China manufacturing rebounds
August 22, 2013HSBC's purchasing managers index (PMI) for manufacturing in China reached 50.1 points in August, up from July's final reading of 47.7 points, the British bank announced Thursday.
The August reading of the closely watched economic indicator was the highest since April, suggesting that the Chinese economy was stabilizing after three months of contraction, HSBC announced.
Qu Hongbin, HSBC's chief economist for China, said that the country's growth had begun to stabilize on the back of modest improvements in new business and output.
He attributed the rise to initial filtering-through effects caused by government measures to shore up some sectors of the economy, including tax cuts for small businesses.
HSBC's PMI surveyed opinions of about 420 purchasing managers in China's manufacturing sector.

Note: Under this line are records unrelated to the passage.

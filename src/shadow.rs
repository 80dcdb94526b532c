// SPDX-License-Identifier: MPL-2.0
// This Source Code Form is subject to the terms of the Mozilla Public
// License, v. 2.0. If a copy of the MPL was not distributed with this
// file, You can obtain one at https://mozilla.org/MPL/2.0/.

//! Device shadow documents.
//!
//! A shadow is the cloud mirror of a device's last reported state. Devices
//! report scalar fields whose JSON type is not stable: the same numeric
//! field may arrive as `235` or `"235"`, and booleans often arrive as
//! `"true"`/`"false"`. The typed accessors on [`Shadow`] accept both forms.

use serde::{Deserialize, Serialize};
use serde_json::{Map, Value};

/// Last reported state of a device, as a field name to value mapping.
///
/// # Examples
///
/// ```
/// use weback_lib::shadow::Shadow;
///
/// let shadow: Shadow = serde_json::from_str(
///     r#"{"battery_level": "87", "air_tem": 235, "connected": "true"}"#,
/// ).unwrap();
///
/// assert_eq!(shadow.get_f64("battery_level"), Some(87.0));
/// assert_eq!(shadow.get_f64("air_tem"), Some(235.0));
/// assert_eq!(shadow.get_bool("connected"), Some(true));
/// ```
#[derive(Debug, Clone, Default, PartialEq, Serialize, Deserialize)]
#[serde(transparent)]
pub struct Shadow(Map<String, Value>);

impl Shadow {
    /// Creates an empty shadow.
    #[must_use]
    pub fn new() -> Self {
        Self::default()
    }

    /// Returns the raw value of a field.
    #[must_use]
    pub fn get(&self, field: &str) -> Option<&Value> {
        self.0.get(field).filter(|v| !v.is_null())
    }

    /// Returns a field as a string. Numbers and booleans are not converted.
    #[must_use]
    pub fn get_str(&self, field: &str) -> Option<&str> {
        self.get(field).and_then(Value::as_str)
    }

    /// Returns a field as a number, parsing numeric strings.
    #[must_use]
    pub fn get_f64(&self, field: &str) -> Option<f64> {
        match self.get(field)? {
            Value::Number(n) => n.as_f64(),
            Value::String(s) => s.trim().parse().ok(),
            _ => None,
        }
    }

    /// Returns a field as an unsigned integer, parsing numeric strings.
    #[must_use]
    pub fn get_u64(&self, field: &str) -> Option<u64> {
        match self.get(field)? {
            Value::Number(n) => n.as_u64(),
            Value::String(s) => s.trim().parse().ok(),
            _ => None,
        }
    }

    /// Returns a field as a boolean, accepting `"true"`/`"false"` strings.
    #[must_use]
    pub fn get_bool(&self, field: &str) -> Option<bool> {
        match self.get(field)? {
            Value::Bool(b) => Some(*b),
            Value::String(s) => match s.as_str() {
                "true" | "True" => Some(true),
                "false" | "False" => Some(false),
                _ => None,
            },
            _ => None,
        }
    }

    /// Sets a field, returning the previous value.
    pub fn insert(&mut self, field: impl Into<String>, value: impl Into<Value>) -> Option<Value> {
        self.0.insert(field.into(), value.into())
    }

    /// Returns `true` if the field is present and not null.
    #[must_use]
    pub fn contains(&self, field: &str) -> bool {
        self.get(field).is_some()
    }

    /// Number of fields in the shadow.
    #[must_use]
    pub fn len(&self) -> usize {
        self.0.len()
    }

    /// Returns `true` if the shadow has no fields.
    #[must_use]
    pub fn is_empty(&self) -> bool {
        self.0.is_empty()
    }

    /// Iterates over the raw fields.
    pub fn iter(&self) -> impl Iterator<Item = (&String, &Value)> {
        self.0.iter()
    }

    /// Consumes the shadow and returns the raw mapping.
    #[must_use]
    pub fn into_inner(self) -> Map<String, Value> {
        self.0
    }
}

impl From<Map<String, Value>> for Shadow {
    fn from(map: Map<String, Value>) -> Self {
        Self(map)
    }
}

impl<K: Into<String>, V: Into<Value>> FromIterator<(K, V)> for Shadow {
    fn from_iter<I: IntoIterator<Item = (K, V)>>(iter: I) -> Self {
        Self(
            iter.into_iter()
                .map(|(k, v)| (k.into(), v.into()))
                .collect(),
        )
    }
}

/// Full shadow document as stored by the cloud.
#[derive(Debug, Clone, Default, Deserialize, Serialize)]
pub struct ShadowDocument {
    /// Reported, desired and delta sections.
    #[serde(default)]
    pub state: ShadowState,

    /// Per-field update timestamps.
    #[serde(default, skip_serializing_if = "Option::is_none")]
    pub metadata: Option<Value>,

    /// Document version, incremented on every update.
    #[serde(default, skip_serializing_if = "Option::is_none")]
    pub version: Option<u64>,

    /// Time the document was generated, in epoch seconds.
    #[serde(default, skip_serializing_if = "Option::is_none")]
    pub timestamp: Option<i64>,
}

/// State sections of a [`ShadowDocument`].
#[derive(Debug, Clone, Default, Deserialize, Serialize)]
pub struct ShadowState {
    /// Last state reported by the device.
    #[serde(default)]
    pub reported: Shadow,

    /// Last state requested by a client.
    #[serde(default, skip_serializing_if = "Option::is_none")]
    pub desired: Option<Shadow>,

    /// Fields where desired and reported differ.
    #[serde(default, skip_serializing_if = "Option::is_none")]
    pub delta: Option<Shadow>,
}

impl ShadowDocument {
    /// Returns the reported state.
    #[must_use]
    pub fn reported(&self) -> &Shadow {
        &self.state.reported
    }

    /// Consumes the document and returns the reported state.
    #[must_use]
    pub fn into_reported(self) -> Shadow {
        self.state.reported
    }
}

A reading above 50 points indicates output expansion, and anything below signals contraction.
Qu also said that the government stimulus was likely to deliver some upside surprises to China's growth in the coming months.

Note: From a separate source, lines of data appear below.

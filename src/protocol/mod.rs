// SPDX-License-Identifier: MPL-2.0
// This Source Code Form is subject to the terms of the Mozilla Public
// License, v. 2.0. If a copy of the MPL was not distributed with this
// file, You can obtain one at https://mozilla.org/MPL/2.0/.

//! Network protocols used by the `WeBack` cloud.
//!
//! The client talks to three kinds of HTTPS services:
//!
//! - the vendor login endpoint ([`login`]), plain JSON
//! - the identity federation exchange ([`cognito`]), unsigned AWS JSON 1.1
//! - regional device services (device manager, registry, shadows), signed
//!   with the session's temporary keys ([`sigv4`])
//!
//! [`ClientConfig`] holds every endpoint so the whole flow can be pointed
//! at another host.

pub mod cognito;
pub mod login;
pub(crate) mod aws;
pub(crate) mod sigv4;

use std::time::Duration;

use reqwest::Client;

use crate::error::ProtocolError;

/// Placeholder substituted with the session region in endpoint templates.
pub const REGION_PLACEHOLDER: &str = "{region}";

/// Configuration of the endpoints and client parameters.
///
/// Endpoint templates may contain `{region}`, replaced with the session
/// region at call time.
///
/// # Examples
///
/// ```
/// use weback_lib::protocol::ClientConfig;
/// use std::time::Duration;
///
/// let config = ClientConfig::default()
///     .with_app_version("android_3.9.3")
///     .with_timeout(Duration::from_secs(5));
///
/// assert_eq!(
///     config.lambda_endpoint("eu-central-1"),
///     "https://lambda.eu-central-1.amazonaws.com"
/// );
/// ```
#[derive(Debug, Clone)]
pub struct ClientConfig {
    login_url: String,
    app_version: String,
    identity_endpoint: String,
    lambda_endpoint: String,
    iot_endpoint: String,
    device_manager_function: String,
    timeout: Duration,
}

impl ClientConfig {
    /// Default vendor login endpoint.
    pub const DEFAULT_LOGIN_URL: &'static str =
        "https://www.weback-login.com/WeBack/WeBack_Login_Ats_V3";
    /// App version tag sent with every login.
    pub const DEFAULT_APP_VERSION: &'static str = "android_3.9.3";
    /// Default identity federation endpoint.
    pub const DEFAULT_IDENTITY_ENDPOINT: &'static str =
        "https://cognito-identity.{region}.amazonaws.com";
    /// Default function invocation endpoint.
    pub const DEFAULT_LAMBDA_ENDPOINT: &'static str = "https://lambda.{region}.amazonaws.com";
    /// Default device registry endpoint.
    pub const DEFAULT_IOT_ENDPOINT: &'static str = "https://iot.{region}.amazonaws.com";
    /// Remote function answering device list queries.
    pub const DEFAULT_DEVICE_MANAGER_FUNCTION: &'static str = "Device_Manager_V2";
    /// Default request timeout.
    pub const DEFAULT_TIMEOUT: Duration = Duration::from_secs(10);

    /// Sets the vendor login URL.
    #[must_use]
    pub fn with_login_url(mut self, url: impl Into<String>) -> Self {
        self.login_url = url.into();
        self
    }

    /// Sets the app version tag sent at login.
    #[must_use]
    pub fn with_app_version(mut self, version: impl Into<String>) -> Self {
        self.app_version = version.into();
        self
    }

    /// Sets the identity federation endpoint template.
    #[must_use]
    pub fn with_identity_endpoint(mut self, template: impl Into<String>) -> Self {
        self.identity_endpoint = template.into();
        self
    }

    /// Sets the function invocation endpoint template.
    #[must_use]
    pub fn with_lambda_endpoint(mut self, template: impl Into<String>) -> Self {
        self.lambda_endpoint = template.into();
        self
    }

    /// Sets the device registry endpoint template.
    #[must_use]
    pub fn with_iot_endpoint(mut self, template: impl Into<String>) -> Self {
        self.iot_endpoint = template.into();
        self
    }

    /// Sets the name of the device manager function.
    #[must_use]
    pub fn with_device_manager_function(mut self, name: impl Into<String>) -> Self {
        self.device_manager_function = name.into();
        self
    }

    /// Sets the request timeout.
    #[must_use]
    pub fn with_timeout(mut self, timeout: Duration) -> Self {
        self.timeout = timeout;
        self
    }

    /// Returns the vendor login URL.
    #[must_use]
    pub fn login_url(&self) -> &str {
        &self.login_url
    }

    /// Returns the app version tag.
    #[must_use]
    pub fn app_version(&self) -> &str {
        &self.app_version
    }

    /// Returns the identity federation endpoint for `region`.
    #[must_use]
    pub fn identity_endpoint(&self, region: &str) -> String {
        regional(&self.identity_endpoint, region)
    }

    /// Returns the function invocation endpoint for `region`.
    #[must_use]
    pub fn lambda_endpoint(&self, region: &str) -> String {
        regional(&self.lambda_endpoint, region)
    }

    /// Returns the device registry endpoint for `region`.
    #[must_use]
    pub fn iot_endpoint(&self, region: &str) -> String {
        regional(&self.iot_endpoint, region)
    }

    /// Returns the device manager function name.
    #[must_use]
    pub fn device_manager_function(&self) -> &str {
        &self.device_manager_function
    }

    /// Returns the timeout.
    #[must_use]
    pub fn timeout(&self) -> Duration {
        self.timeout
    }

    /// Creates the HTTP client shared by every protocol.
    ///
    /// # Errors
    ///
    /// Returns error if the HTTP client cannot be created.
    pub fn http_client(&self) -> Result<Client, ProtocolError> {
        Client::builder()
            .timeout(self.timeout)
            .build()
            .map_err(ProtocolError::Http)
    }
}

impl Default for ClientConfig {
    fn default() -> Self {
        Self {
            login_url: Self::DEFAULT_LOGIN_URL.to_string(),
            app_version: Self::DEFAULT_APP_VERSION.to_string(),
            identity_endpoint: Self::DEFAULT_IDENTITY_ENDPOINT.to_string(),
            lambda_endpoint: Self::DEFAULT_LAMBDA_ENDPOINT.to_string(),
            iot_endpoint: Self::DEFAULT_IOT_ENDPOINT.to_string(),
            device_manager_function: Self::DEFAULT_DEVICE_MANAGER_FUNCTION.to_string(),
            timeout: Self::DEFAULT_TIMEOUT,
        }
    }
}

fn regional(template: &str, region: &str) -> String {
    template
        .replace(REGION_PLACEHOLDER, region)
        .trim_end_matches('/')
        .to_string()
}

The rate of economic growth in the world's second biggest economy slowed sharply in recent months. In 2012, China posted its worst growth rate in 13 years, at 7.8 percent. The rate slowed further to 7.5 percent in the second quarter of 2013. Some economists even predicted that China's gross domestic product (GDP) would fall below 7 percent in the third quarter, raising the prospect of a rise in unemployment.
China's leaders said they were comfortable with annual GDP growth of 7.5 percent under efforts to nurture growth based on domestic consumption rather than driven by exports.